Türk Ocakları İstanbul şubesi olarak 100. yıl sohbetlerinde bu hafta, “Maturîdi’nin İslam Düşüncesindeki Yeri” konusunu ele almak üzere, Prof. Dr. Bekir Topaloğlu’nu ağırladık.

   “Akaid”den gelen “kelam” ilminin muhtevasının İslamın inanç esasları olduğuna değinmekle sözlerine başlayan Topaloğlu, sözlerine şöyle devam etti: “ İmam-ı Azam Ebu Hanife’nin fıkıh ilminde yeri ne ise, kelamda da İmam Eş’ar’ın yeri odur, diyorduk.
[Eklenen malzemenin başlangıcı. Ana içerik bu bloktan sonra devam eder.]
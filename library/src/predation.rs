//! Predation.
//!
//! The *idealized* kernels describe a single predator feeding on a single
//! prey; the *preferential* kernels add a palatability weight so a predator
//! can feed unevenly across many prey. For every formulation
//! `loss = gain + assimilation_loss`: the prey's loss is split between the
//! predator (assimilated fraction β) and the environment (sloppy feeding).

/// Holling (1959) type II functional response, `R / (k + R)`.
///
/// Predation decelerates as prey density increases.
///
/// # Arguments
///
/// - `r`: prey density
/// - `k`: prey density at which predation is half its maximum rate
#[must_use]
pub fn holling_type_2(r: f64, k: f64) -> f64 {
    r / (k + r)
}

/// Loss rate of prey `P` to predator `Z`, `gₘₐₓ · H(P, kₚ) · Z`.
#[must_use]
pub fn predation_loss_idealized(p: f64, z: f64, g_max: f64, k_p: f64) -> f64 {
    g_max * holling_type_2(p, k_p) * z
}

/// Gain rate of predator `Z` feeding on prey `P`, `β · loss`.
#[must_use]
pub fn predation_gain_idealized(p: f64, z: f64, beta: f64, g_max: f64, k_p: f64) -> f64 {
    beta * predation_loss_idealized(p, z, g_max, k_p)
}

/// Part of the predation loss not assimilated by the predator, `(1 − β) · loss`.
#[must_use]
pub fn predation_assimilation_loss_idealized(
    p: f64,
    z: f64,
    beta: f64,
    g_max: f64,
    k_p: f64,
) -> f64 {
    (1.0 - beta) * predation_loss_idealized(p, z, g_max, k_p)
}

/// Loss rate of prey `P` to predator `Z` weighted by palatability.
///
/// `gₘₐₓ · palatability · H(P, kₚ) · Z`
#[must_use]
pub fn predation_loss_preferential(p: f64, z: f64, g_max: f64, k_p: f64, palatability: f64) -> f64 {
    g_max * palatability * holling_type_2(p, k_p) * z
}

/// Gain rate of predator `Z` feeding on prey `P` weighted by palatability.
#[must_use]
pub fn predation_gain_preferential(
    p: f64,
    z: f64,
    beta: f64,
    g_max: f64,
    k_p: f64,
    palatability: f64,
) -> f64 {
    beta * predation_loss_preferential(p, z, g_max, k_p, palatability)
}

/// Sloppy-feeding loss of predator `Z` feeding on prey `P`.
#[must_use]
pub fn predation_assimilation_loss_preferential(
    p: f64,
    z: f64,
    beta: f64,
    g_max: f64,
    k_p: f64,
    palatability: f64,
) -> f64 {
    (1.0 - beta) * predation_loss_preferential(p, z, g_max, k_p, palatability)
}

#[cfg(test)]
mod tests {
    use super::*;

    #[test]
    fn loss_splits_into_gain_and_assimilation_loss() {
        let (p, z, beta, g, k, pal) = (0.4, 0.2, 0.32, 3.0, 1.0, 0.8);
        let loss = predation_loss_preferential(p, z, g, k, pal);
        let gain = predation_gain_preferential(p, z, beta, g, k, pal);
        let sloppy = predation_assimilation_loss_preferential(p, z, beta, g, k, pal);
        assert!(libm::fabs(loss - (gain + sloppy)) < 1e-15);
    }

    #[test]
    fn idealized_matches_fully_palatable_preferential() {
        let a = predation_loss_idealized(0.4, 0.2, 3.0, 1.0);
        let b = predation_loss_preferential(0.4, 0.2, 3.0, 1.0, 1.0);
        assert_eq!(a, b);
    }
}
Ancak kısa bir süredir biliyoruz ki, Maturîdi Eş’ar’dan öncedir ve Eş’ar büyük oranda İmam Maturîdi’den etkilenmiştir. İslamiyete şahsını veren kelam ilminin kurucusu Maturîdi’dir. Türbesi Semerkant’ta, Yahudilere tahsis edilmiş bir mahallede bulunan Maturîdi’nin Tevhid adlı eserinin tek bir nüshası vardır ki, o da İngiltere’dedir. Eserin bizde tefsirleri vardır. Maturîdi’nin Te’vilâtu’l Kur’ân adlı eserinin ise, birden çok nüshası mevcuttur bizde. Eser takrirdir, öğrencilerine kaleme aldırmıştır. Bu yüzden bir takım yanlışlıklar, tutarsız ifadeler göze çarpar. Rivayet yoluyla, dirayet yoluyla tefsir yahut tasavvufî tefsir yapmak mümkündür. Rivayet yoluyla tefsir, Resulullah’a (S.A.V.) dair rivayetlerle yapılan tefsirdir. Dirayet yoluyla tefsirde rivayetten de yararlanılır; ancak her konuda rivayet olmadığından, bir alim, ömrünün sonuna doğru birikimleri ile tefsir kaleme alır. Elmalılı bu hususta örnek teşkil eder. Sırası ile Kur’an’dan, rivayetlerden ve kişinin kendi ilminden yararlanılır. Te’vilâtu’l Kur’ân, dirayet yoluyla tefsirlerin ilkidir. Fahrettin el Razi’ninki ise, en bilinenidir ve sık sık Maturîdiden alıntı yapar, ona katılır. Kur’an’ı Kur’an ile tefsir en makbulüdür. Ancak kolay değildir. Maturîdi bunu çokça yapmıştır. Ayeti, ayetle tefsir etmiştir. Ondan sonra yapılan tefsirlerde, böylesi hemen hemen hiç yok. Kullanılan uslûplara göre ayetleri karşılaştırmıştır. O günkü şartlarda, imkansızlıklarda tüm bu uslûpları nasıl hatırlıyor, akıl erdirmek zor. Bu şekilde açıkladığı o kadar çok ayet var ki ben hayret ediyorum. Bu eserlerin bir dezavantajı var; öğrencilerin kaleme almasından doğan tutarsızlıkları dikkate alarak okumak ve eserin Arapçası çok zor. Talebeler eseri kaleme aldığından, olumlu- olumsuz cümle kurmada yanlışlıklar var. Tevhid eserinde Maturîdi’nin, cümleleri Arapçadan ziyade, Türkçe kurallarla kurmuş gibidir. Anadili başka olup, Arapça yazılmış gibidir. Maturîdi’nin bu zamana değin, bu kadar az biliniyor olmasının sebebi daha çok yönetim ile alakalıdır. İslam ülkelerinin genelinde yönetimde daha çok Hanefiler olmuştur. Ayrıca akaid konusu, hukuk gibi çok üzerinde durulan konulardan olmamıştır.” dedi.